(Collected data entries)
+-------+

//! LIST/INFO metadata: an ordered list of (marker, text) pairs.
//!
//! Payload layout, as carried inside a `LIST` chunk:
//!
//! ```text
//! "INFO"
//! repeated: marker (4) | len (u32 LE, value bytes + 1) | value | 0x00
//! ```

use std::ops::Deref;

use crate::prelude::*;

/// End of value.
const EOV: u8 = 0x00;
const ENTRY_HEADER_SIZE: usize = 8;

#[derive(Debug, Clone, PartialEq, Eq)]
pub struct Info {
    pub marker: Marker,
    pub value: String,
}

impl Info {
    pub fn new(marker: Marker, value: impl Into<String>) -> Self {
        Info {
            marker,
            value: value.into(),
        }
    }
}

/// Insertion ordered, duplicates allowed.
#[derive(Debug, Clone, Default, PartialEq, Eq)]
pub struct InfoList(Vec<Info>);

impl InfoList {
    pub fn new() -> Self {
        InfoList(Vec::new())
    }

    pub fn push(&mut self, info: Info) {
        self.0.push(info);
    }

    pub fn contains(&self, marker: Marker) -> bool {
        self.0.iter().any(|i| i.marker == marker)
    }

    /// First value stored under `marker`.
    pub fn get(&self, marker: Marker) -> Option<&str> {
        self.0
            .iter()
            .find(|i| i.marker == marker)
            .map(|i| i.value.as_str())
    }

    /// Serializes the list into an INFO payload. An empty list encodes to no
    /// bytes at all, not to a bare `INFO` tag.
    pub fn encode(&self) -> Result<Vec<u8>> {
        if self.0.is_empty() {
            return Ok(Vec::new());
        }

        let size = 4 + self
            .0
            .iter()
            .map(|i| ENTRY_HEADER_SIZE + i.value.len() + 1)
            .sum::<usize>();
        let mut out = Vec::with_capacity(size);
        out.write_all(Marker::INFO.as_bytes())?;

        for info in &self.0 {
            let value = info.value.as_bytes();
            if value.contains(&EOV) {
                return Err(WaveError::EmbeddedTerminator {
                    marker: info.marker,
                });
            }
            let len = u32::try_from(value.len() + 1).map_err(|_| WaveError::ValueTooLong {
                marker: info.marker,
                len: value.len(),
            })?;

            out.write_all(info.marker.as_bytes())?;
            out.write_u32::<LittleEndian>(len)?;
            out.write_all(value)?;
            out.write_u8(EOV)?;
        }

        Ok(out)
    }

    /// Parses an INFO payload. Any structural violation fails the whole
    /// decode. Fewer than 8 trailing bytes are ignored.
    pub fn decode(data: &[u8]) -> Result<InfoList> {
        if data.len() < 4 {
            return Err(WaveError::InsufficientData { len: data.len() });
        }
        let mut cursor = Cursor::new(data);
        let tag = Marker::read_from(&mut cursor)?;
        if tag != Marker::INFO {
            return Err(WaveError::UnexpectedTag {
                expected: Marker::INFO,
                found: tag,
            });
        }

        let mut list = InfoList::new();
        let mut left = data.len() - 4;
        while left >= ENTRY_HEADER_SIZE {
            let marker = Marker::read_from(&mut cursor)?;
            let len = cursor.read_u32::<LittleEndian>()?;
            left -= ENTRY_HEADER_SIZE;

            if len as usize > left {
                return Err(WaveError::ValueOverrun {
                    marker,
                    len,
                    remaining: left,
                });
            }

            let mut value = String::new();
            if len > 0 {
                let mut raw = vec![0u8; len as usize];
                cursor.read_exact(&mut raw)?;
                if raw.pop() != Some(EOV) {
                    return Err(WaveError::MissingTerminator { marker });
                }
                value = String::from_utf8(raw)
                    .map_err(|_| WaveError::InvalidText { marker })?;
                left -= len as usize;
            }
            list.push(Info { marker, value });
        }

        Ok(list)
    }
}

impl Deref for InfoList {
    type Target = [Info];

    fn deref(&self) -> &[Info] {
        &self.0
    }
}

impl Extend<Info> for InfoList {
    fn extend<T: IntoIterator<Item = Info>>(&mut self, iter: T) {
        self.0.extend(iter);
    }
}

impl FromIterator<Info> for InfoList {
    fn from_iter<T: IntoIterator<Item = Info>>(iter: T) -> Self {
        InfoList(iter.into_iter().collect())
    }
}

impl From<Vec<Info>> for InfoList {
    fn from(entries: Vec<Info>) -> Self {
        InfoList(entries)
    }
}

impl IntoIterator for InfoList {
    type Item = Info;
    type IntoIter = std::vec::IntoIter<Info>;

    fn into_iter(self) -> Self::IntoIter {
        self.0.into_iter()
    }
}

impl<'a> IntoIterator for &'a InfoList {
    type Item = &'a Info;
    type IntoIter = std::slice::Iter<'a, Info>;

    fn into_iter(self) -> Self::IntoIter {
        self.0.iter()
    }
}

+-------+

Exactly the lines from the one containing "impl<'a> IntoIterator for" to the last line of the entries above must be duplicated, with both of those lines included and nothing more.

● **SOLUTION TO THIS TASK**:
impl<'a> IntoIterator for &'a InfoList {
    type Item = &'a Info;
    type IntoIter = std::slice::Iter<'a, Info>;

    fn into_iter(self) -> Self::IntoIter {
        self.0.iter()
    }
}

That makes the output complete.